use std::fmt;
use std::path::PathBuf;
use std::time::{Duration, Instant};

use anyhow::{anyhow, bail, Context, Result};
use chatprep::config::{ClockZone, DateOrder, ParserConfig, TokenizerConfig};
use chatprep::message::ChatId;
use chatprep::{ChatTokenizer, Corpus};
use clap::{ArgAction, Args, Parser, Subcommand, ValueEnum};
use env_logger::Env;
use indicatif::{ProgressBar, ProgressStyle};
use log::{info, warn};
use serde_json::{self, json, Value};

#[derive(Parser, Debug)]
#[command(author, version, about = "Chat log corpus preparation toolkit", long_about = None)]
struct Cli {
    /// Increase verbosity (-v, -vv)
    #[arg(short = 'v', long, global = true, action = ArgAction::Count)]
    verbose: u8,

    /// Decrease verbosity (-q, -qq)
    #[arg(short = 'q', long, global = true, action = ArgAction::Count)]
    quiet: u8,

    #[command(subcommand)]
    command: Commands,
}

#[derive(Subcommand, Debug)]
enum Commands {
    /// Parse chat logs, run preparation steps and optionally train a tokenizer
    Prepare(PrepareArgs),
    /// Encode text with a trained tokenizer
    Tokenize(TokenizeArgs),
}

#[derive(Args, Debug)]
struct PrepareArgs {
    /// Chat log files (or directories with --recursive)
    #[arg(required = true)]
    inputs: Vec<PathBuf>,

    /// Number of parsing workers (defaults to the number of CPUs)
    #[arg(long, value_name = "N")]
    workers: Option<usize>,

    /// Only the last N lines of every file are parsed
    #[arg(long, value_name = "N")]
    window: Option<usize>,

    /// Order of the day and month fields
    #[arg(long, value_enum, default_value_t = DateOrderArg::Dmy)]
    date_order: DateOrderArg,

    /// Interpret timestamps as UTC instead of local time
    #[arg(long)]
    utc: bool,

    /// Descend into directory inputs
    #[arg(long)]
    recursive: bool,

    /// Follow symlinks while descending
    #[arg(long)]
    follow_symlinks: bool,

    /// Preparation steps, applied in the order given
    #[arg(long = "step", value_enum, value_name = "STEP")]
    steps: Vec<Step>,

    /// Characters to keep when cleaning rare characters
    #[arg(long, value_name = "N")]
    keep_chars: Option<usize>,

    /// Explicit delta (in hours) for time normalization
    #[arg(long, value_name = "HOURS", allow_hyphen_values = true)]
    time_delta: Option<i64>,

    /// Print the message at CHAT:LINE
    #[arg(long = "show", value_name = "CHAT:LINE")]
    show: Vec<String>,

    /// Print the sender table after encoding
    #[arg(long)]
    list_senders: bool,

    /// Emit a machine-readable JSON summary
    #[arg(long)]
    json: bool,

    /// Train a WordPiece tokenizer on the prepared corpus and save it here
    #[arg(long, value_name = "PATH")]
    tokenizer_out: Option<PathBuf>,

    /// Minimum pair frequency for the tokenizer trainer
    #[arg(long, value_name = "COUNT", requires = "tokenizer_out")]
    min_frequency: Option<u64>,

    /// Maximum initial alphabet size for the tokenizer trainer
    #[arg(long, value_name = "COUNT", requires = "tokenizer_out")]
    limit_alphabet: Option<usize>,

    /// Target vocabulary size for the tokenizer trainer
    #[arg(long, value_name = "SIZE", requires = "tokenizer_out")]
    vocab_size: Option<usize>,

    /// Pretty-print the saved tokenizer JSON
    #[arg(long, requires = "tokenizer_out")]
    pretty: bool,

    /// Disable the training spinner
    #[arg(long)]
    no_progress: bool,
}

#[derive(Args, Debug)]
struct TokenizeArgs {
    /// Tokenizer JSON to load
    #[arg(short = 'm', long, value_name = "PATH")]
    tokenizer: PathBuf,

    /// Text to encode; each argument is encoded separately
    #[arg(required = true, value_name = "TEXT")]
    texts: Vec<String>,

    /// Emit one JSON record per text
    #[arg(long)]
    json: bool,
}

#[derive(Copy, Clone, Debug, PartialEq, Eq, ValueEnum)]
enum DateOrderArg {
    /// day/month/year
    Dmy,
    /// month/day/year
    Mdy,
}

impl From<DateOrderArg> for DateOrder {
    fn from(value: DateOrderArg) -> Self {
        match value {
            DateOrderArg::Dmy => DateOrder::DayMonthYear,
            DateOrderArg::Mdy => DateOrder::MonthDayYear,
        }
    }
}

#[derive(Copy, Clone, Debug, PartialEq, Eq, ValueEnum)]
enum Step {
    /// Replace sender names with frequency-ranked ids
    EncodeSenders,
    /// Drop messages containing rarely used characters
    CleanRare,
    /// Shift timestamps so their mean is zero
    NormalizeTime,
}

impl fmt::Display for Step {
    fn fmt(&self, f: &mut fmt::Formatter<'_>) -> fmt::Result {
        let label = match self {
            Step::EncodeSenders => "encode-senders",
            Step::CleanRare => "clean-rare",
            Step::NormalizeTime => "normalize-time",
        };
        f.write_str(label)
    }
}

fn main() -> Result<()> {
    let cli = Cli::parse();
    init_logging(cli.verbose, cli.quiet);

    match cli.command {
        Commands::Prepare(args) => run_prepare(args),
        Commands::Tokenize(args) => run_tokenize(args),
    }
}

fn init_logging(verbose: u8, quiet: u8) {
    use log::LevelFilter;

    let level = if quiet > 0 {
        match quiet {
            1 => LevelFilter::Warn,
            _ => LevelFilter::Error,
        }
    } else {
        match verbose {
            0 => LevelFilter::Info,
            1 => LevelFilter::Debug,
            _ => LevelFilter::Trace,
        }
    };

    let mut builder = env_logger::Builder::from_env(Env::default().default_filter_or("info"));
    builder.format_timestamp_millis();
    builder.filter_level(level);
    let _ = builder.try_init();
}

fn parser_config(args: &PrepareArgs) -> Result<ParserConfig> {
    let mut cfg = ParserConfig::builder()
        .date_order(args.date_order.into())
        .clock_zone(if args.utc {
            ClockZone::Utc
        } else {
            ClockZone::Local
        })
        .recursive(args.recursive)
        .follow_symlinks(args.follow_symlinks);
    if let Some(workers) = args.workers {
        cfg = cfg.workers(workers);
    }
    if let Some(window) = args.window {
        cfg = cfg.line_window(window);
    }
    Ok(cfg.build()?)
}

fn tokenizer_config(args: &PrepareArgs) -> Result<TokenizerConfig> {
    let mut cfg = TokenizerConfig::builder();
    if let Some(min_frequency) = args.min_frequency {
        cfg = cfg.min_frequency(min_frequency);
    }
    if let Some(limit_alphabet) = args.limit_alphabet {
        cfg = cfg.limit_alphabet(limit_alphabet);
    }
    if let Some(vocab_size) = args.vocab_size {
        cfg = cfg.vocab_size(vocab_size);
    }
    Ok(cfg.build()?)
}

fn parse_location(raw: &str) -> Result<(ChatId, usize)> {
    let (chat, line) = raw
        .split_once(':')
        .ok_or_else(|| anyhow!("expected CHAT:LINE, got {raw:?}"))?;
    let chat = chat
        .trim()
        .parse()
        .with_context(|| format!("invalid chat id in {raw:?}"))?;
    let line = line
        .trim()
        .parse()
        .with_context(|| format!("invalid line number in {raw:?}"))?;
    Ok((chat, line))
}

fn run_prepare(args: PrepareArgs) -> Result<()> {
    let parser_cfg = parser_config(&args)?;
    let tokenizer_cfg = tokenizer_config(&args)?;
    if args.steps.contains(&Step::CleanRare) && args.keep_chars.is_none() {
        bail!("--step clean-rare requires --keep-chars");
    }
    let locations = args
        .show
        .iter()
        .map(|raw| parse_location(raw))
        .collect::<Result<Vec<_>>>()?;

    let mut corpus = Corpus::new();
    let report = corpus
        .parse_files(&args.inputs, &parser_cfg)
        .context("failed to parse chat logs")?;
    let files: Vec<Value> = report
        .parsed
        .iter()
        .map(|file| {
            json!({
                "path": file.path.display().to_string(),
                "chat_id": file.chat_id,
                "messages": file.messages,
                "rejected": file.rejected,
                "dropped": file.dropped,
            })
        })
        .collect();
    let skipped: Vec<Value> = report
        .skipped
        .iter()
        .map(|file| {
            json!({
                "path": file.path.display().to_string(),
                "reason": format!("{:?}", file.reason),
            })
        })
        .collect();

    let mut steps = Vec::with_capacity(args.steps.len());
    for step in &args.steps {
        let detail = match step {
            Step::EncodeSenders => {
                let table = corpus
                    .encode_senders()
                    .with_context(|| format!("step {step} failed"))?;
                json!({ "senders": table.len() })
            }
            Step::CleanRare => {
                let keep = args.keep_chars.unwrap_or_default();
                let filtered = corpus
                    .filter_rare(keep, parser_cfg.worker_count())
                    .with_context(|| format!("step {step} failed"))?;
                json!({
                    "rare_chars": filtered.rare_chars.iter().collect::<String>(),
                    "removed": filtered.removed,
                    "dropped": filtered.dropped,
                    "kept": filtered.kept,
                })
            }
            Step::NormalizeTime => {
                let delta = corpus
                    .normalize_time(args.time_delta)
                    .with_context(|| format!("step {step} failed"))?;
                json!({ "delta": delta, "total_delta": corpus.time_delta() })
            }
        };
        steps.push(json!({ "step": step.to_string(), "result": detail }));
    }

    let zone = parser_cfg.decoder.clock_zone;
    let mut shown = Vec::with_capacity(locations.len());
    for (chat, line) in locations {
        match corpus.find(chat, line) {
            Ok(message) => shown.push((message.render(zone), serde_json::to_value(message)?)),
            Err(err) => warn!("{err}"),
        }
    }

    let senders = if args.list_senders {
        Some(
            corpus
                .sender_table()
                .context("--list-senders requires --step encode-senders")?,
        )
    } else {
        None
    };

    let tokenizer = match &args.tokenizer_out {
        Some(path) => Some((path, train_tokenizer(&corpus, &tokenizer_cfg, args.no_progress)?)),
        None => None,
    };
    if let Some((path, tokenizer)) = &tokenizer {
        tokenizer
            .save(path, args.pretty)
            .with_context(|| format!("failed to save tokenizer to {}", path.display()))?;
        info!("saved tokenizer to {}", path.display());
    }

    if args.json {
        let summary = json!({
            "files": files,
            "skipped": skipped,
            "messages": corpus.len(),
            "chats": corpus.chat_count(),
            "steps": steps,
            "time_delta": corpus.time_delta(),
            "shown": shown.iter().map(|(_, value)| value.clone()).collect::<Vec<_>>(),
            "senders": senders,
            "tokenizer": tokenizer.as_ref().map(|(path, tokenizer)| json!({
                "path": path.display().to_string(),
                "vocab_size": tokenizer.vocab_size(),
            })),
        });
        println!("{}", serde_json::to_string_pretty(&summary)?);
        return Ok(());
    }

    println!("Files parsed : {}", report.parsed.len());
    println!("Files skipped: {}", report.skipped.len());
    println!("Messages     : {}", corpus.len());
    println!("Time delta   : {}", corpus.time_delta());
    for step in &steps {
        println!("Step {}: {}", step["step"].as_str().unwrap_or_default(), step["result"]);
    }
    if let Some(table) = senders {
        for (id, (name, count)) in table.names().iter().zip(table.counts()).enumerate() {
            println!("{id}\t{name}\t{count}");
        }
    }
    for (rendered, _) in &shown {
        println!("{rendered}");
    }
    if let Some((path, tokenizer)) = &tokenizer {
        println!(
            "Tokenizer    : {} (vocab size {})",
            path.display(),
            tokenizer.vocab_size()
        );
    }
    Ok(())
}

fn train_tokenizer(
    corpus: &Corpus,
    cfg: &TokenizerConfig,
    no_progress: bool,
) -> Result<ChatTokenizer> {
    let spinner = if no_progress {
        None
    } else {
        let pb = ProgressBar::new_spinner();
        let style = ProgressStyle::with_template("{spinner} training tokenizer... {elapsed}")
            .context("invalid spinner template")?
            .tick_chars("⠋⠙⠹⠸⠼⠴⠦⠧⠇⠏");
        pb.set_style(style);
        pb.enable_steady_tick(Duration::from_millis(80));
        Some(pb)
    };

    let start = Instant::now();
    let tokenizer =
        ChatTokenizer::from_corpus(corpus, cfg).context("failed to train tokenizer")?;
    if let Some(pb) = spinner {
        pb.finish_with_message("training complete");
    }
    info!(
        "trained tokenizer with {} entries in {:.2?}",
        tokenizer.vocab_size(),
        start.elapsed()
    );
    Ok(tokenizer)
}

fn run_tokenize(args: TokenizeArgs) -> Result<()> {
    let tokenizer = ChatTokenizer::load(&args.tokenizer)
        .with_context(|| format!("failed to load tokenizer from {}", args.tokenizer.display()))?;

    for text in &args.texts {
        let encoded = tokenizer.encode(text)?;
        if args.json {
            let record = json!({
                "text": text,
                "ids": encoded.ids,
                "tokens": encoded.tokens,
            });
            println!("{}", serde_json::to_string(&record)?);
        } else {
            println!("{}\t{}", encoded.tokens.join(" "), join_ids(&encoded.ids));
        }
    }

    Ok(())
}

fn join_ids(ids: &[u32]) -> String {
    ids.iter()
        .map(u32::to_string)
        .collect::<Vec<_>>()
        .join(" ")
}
****
» **Task prompt**:
Count the lines of the records that include the word "Some", please, and report the number alone.

» **Answer space**:
12